__Collected data__:

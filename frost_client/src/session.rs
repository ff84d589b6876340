//! Frame-loop owner.
//!
//! `FrameLoop` is the one place that knows about sessions. It routes
//! transport envelopes into the store, drops anything from a session other
//! than the current one, and paints frames on request. The host calls it
//! from a single task: messages and frames interleave but never overlap.

use chrono::{DateTime, Utc};
use frost_shared::{
    config::ClientConfig,
    math::Viewport,
    net::{Envelope, RoomPayload, ServerEvent, SessionId},
    render::{Canvas, SpriteKey},
    round::{FeatureTable, RoundType},
};
use tracing::{debug, info, trace, warn};

use crate::{
    assets::AssetCache,
    camera::{self, CameraInput},
    merge::Ingest,
    minimap,
    renderer::{self, Frame, FrameReport},
    store::{EntityStore, RosterEntry},
};

/// Minimum gap between paints on constrained devices, seconds.
pub const LOW_POWER_MIN_INTERVAL: f64 = 0.033;

/// Drops paints that come too soon after the previous one. Ingest is never
/// throttled, only painting.
#[derive(Debug, Clone, Copy, PartialEq)]
pub struct FrameThrottle {
    min_interval: f64,
    last_paint: Option<f64>,
}

impl FrameThrottle {
    pub fn new(min_interval: f64) -> Self {
        Self {
            min_interval: min_interval.max(0.0),
            last_paint: None,
        }
    }

    pub fn unlimited() -> Self {
        Self::new(0.0)
    }

    pub fn low_power() -> Self {
        Self::new(LOW_POWER_MIN_INTERVAL)
    }

    /// Returns whether a paint at `now` may go ahead, and records it if so.
    pub fn should_paint(&mut self, now: f64) -> bool {
        if let Some(last) = self.last_paint {
            // A clock that went backwards always paints.
            if now >= last && now - last < self.min_interval {
                return false;
            }
        }
        self.last_paint = Some(now);
        true
    }

    pub fn reset(&mut self) {
        self.last_paint = None;
    }
}

/// Something the UI layer may want to show. The core only queues these.
#[derive(Debug, Clone, PartialEq)]
pub enum SessionNotice {
    Joined { room: String, player_id: String },
    RoundStarted { round: u32, round_type: RoundType },
    RoundEnded { round: u32 },
    /// `winner` is the roster entry with the highest score, if any.
    GameOver { winner: Option<String> },
    ServerError { message: String },
    Left,
    Disconnected,
}

pub struct FrameLoop {
    store: EntityStore,
    assets: AssetCache,
    viewport: Viewport,
    local_player: Option<String>,
    session: Option<SessionId>,
    /// Newest session that was left or lost. Its queued joins stay dead.
    retired: Option<SessionId>,
    throttle: FrameThrottle,
    features: FeatureTable,
    weather_particles: usize,
    notices: Vec<SessionNotice>,
    frames: u64,
}

impl FrameLoop {
    pub fn new(cfg: &ClientConfig) -> Self {
        Self {
            store: EntityStore::new(),
            assets: AssetCache::new(),
            viewport: Viewport::new(cfg.viewport_width, cfg.viewport_height),
            local_player: None,
            session: None,
            retired: None,
            throttle: if cfg.low_power {
                FrameThrottle::low_power()
            } else {
                FrameThrottle::unlimited()
            },
            features: cfg.feature_table(),
            weather_particles: cfg.weather_particles,
            notices: Vec::new(),
            frames: 0,
        }
    }

    pub fn store(&self) -> &EntityStore {
        &self.store
    }

    pub fn assets(&self) -> &AssetCache {
        &self.assets
    }

    pub fn viewport(&self) -> Viewport {
        self.viewport
    }

    pub fn local_player(&self) -> Option<&str> {
        self.local_player.as_deref()
    }

    pub fn session(&self) -> Option<SessionId> {
        self.session
    }

    /// Frames actually painted (throttled calls excluded).
    pub fn frames_painted(&self) -> u64 {
        self.frames
    }

    /// Routes one envelope. Returns `false` if it was dropped as stale.
    pub fn on_message(&mut self, envelope: Envelope) -> bool {
        let Envelope { session, message } = envelope;

        let message = match message {
            ServerEvent::RoomJoined { room, you_id } => {
                if self.session.is_some_and(|current| session < current)
                    || self.retired.is_some_and(|left| session <= left)
                {
                    debug!(
                        session = ?session,
                        current = ?self.session,
                        retired = ?self.retired,
                        "Dropping stale join"
                    );
                    return false;
                }
                self.begin_session(session, room, you_id);
                return true;
            }
            other => other,
        };

        if self.session != Some(session) {
            trace!(
                session = ?session,
                current = ?self.session,
                event = message.name(),
                "Dropping message from another session"
            );
            return false;
        }

        match message {
            // Routed to begin_session above.
            ServerEvent::RoomJoined { .. } => {}
            ServerEvent::RoomUpdate { room } => {
                self.store.ingest(Ingest::RoomUpdate(room));
            }
            ServerEvent::WorldState { room, world } => {
                self.store.ingest(Ingest::WorldSnapshot {
                    world,
                    header: room,
                });
            }
            ServerEvent::RoundStarted { room } => {
                let notice = SessionNotice::RoundStarted {
                    round: room.current_round,
                    round_type: room.round_type,
                };
                info!(round = room.current_round, round_type = ?room.round_type, "Round started");
                self.store.ingest(Ingest::RoomUpdate(room));
                self.notices.push(notice);
            }
            ServerEvent::RoundEnded { room } => {
                let notice = SessionNotice::RoundEnded {
                    round: room.current_round,
                };
                info!(round = room.current_round, "Round ended");
                self.store.ingest(Ingest::RoomUpdate(room));
                self.notices.push(notice);
            }
            ServerEvent::GameOver { room } => {
                self.store.ingest(Ingest::RoomUpdate(room));
                // Ties go to the earliest roster entry.
                let winner = self
                    .store
                    .roster()
                    .iter()
                    .fold(None, |best: Option<&RosterEntry>, e| match best {
                        Some(b) if b.score >= e.score => Some(b),
                        _ => Some(e),
                    })
                    .map(|e| e.id.clone());
                info!(winner = ?winner, "Game over");
                self.notices.push(SessionNotice::GameOver { winner });
            }
            ServerEvent::ServerError { message } => {
                warn!(%message, "Server error");
                self.notices.push(SessionNotice::ServerError { message });
            }
        }
        true
    }

    fn begin_session(&mut self, session: SessionId, room: RoomPayload, you_id: String) {
        info!(session = ?session, room = %room.code, player = %you_id, "Joined room");
        self.store.clear();
        self.assets = AssetCache::new();
        self.throttle.reset();
        self.session = Some(session);
        self.notices.push(SessionNotice::Joined {
            room: room.code.clone(),
            player_id: you_id.clone(),
        });
        self.local_player = Some(you_id);
        self.store.ingest(Ingest::RoomUpdate(room));
    }

    /// Paints one frame at monotonic time `now` (seconds). Returns `None`
    /// when the throttle skipped the paint.
    pub fn render_frame<C: Canvas + ?Sized>(
        &mut self,
        now: f64,
        canvas: &mut C,
    ) -> Option<FrameReport> {
        if !self.throttle.should_paint(now) {
            return None;
        }

        let round = self.store.round_context();
        let local = self.local_player.as_deref();
        let camera = camera::solve(&CameraInput {
            world: self.store.extent(),
            viewport: self.viewport,
            round,
            focus: local.and_then(|id| self.store.player(id)).map(|p| p.pos),
        });
        let frame = Frame {
            store: &self.store,
            camera,
            minimap: minimap::project(&self.store, self.viewport, round, &self.features),
            clock: now,
            local_player: local,
            viewport: self.viewport,
            features: self.features.features(round.round_type),
            weather_particles: self.weather_particles,
        };
        let report = renderer::render(canvas, &frame, &self.assets);

        for key in &report.fallbacks {
            if self.assets.request(*key) {
                trace!(sprite = ?key, "Queued sprite load");
            }
        }
        self.frames += 1;
        Some(report)
    }

    pub fn resize(&mut self, viewport: Viewport) {
        debug!(width = viewport.width, height = viewport.height, "Viewport resized");
        self.viewport = viewport;
    }

    /// Leaves the room. Everything session-scoped is dropped.
    pub fn leave(&mut self) {
        info!(session = ?self.session, "Leaving room");
        self.teardown();
        self.notices.push(SessionNotice::Left);
    }

    pub fn disconnect(&mut self) {
        warn!(session = ?self.session, "Disconnected");
        self.teardown();
        self.notices.push(SessionNotice::Disconnected);
    }

    fn teardown(&mut self) {
        self.store.clear();
        self.assets = AssetCache::new();
        self.retired = self.retired.max(self.session);
        self.session = None;
        self.local_player = None;
        self.throttle.reset();
    }

    pub fn asset_loaded(&mut self, key: SpriteKey) {
        self.assets.mark_loaded(key);
    }

    pub fn asset_failed(&mut self, key: SpriteKey) {
        self.assets.mark_failed(key);
    }

    /// Sprite loads the host should start.
    pub fn take_load_requests(&mut self) -> Vec<SpriteKey> {
        self.assets.take_requests()
    }

    pub fn drain_notices(&mut self) -> Vec<SessionNotice> {
        std::mem::take(&mut self.notices)
    }

    /// Seconds left in the running round at wall-clock `now`.
    pub fn countdown(&self, now: DateTime<Utc>) -> f64 {
        self.store
            .room()
            .map(|room| room.seconds_remaining(now))
            .unwrap_or(0.0)
    }
}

__Assignment__: All lines above from the line with "Paints one frame" through the line with "pub fn leave(&mut", both included, are to be set down exactly, with nothing else.

__Answer__:
    /// Paints one frame at monotonic time `now` (seconds). Returns `None`
    /// when the throttle skipped the paint.
    pub fn render_frame<C: Canvas + ?Sized>(
        &mut self,
        now: f64,
        canvas: &mut C,
    ) -> Option<FrameReport> {
        if !self.throttle.should_paint(now) {
            return None;
        }

        let round = self.store.round_context();
        let local = self.local_player.as_deref();
        let camera = camera::solve(&CameraInput {
            world: self.store.extent(),
            viewport: self.viewport,
            round,
            focus: local.and_then(|id| self.store.player(id)).map(|p| p.pos),
        });
        let frame = Frame {
            store: &self.store,
            camera,
            minimap: minimap::project(&self.store, self.viewport, round, &self.features),
            clock: now,
            local_player: local,
            viewport: self.viewport,
            features: self.features.features(round.round_type),
            weather_particles: self.weather_particles,
        };
        let report = renderer::render(canvas, &frame, &self.assets);

        for key in &report.fallbacks {
            if self.assets.request(*key) {
                trace!(sprite = ?key, "Queued sprite load");
            }
        }
        self.frames += 1;
        Some(report)
    }

    pub fn resize(&mut self, viewport: Viewport) {
        debug!(width = viewport.width, height = viewport.height, "Viewport resized");
        self.viewport = viewport;
    }

    /// Leaves the room. Everything session-scoped is dropped.
    pub fn leave(&mut self) {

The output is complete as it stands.